-- Records provided follows --

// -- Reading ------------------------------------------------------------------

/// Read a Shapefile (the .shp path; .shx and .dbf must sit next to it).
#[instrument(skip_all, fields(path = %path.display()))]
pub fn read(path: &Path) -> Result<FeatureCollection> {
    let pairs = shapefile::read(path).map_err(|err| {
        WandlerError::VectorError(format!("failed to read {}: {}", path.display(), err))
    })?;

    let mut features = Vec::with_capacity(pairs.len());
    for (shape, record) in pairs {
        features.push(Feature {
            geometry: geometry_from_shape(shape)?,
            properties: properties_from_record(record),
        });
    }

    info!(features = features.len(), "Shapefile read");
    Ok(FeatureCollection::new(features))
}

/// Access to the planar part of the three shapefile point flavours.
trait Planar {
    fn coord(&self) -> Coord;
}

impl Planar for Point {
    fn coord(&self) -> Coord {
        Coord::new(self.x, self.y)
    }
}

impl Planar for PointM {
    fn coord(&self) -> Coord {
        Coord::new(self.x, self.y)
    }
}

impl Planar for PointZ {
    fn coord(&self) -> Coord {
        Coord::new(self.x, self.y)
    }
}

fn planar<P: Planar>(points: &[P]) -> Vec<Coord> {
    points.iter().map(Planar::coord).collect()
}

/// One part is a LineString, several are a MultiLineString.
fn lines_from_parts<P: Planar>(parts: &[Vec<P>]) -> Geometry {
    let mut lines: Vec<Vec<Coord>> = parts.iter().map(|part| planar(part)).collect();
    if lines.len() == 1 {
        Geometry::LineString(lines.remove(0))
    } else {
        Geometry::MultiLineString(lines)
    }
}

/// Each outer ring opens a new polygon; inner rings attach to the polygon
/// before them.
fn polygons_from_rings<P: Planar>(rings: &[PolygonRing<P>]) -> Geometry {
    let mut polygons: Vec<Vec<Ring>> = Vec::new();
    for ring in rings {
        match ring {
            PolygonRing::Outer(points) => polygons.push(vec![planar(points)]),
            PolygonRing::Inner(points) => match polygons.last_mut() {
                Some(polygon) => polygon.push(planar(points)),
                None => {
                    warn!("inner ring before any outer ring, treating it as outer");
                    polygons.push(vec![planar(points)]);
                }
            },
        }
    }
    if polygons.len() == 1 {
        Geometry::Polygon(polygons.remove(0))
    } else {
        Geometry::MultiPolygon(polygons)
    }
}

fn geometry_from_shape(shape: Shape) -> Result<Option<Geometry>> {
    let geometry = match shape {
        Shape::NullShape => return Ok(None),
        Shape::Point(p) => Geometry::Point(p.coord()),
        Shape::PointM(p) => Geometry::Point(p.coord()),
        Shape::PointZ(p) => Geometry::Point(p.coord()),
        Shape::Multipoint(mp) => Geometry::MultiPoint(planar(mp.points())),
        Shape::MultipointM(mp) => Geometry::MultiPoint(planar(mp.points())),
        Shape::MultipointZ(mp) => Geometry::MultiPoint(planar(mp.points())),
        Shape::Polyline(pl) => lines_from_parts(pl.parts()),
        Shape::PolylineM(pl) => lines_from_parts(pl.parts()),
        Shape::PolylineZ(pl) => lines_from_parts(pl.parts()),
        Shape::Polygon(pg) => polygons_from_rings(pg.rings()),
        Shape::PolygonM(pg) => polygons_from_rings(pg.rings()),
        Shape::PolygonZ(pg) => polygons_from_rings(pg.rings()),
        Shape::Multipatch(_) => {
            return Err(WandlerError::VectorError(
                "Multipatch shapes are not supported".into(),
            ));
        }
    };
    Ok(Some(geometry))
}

-- Records provided concluded --

■ **What the task asks**
Among the entries above, how many lines include "impl"? State the number and nothing else.

■ **Reply**
3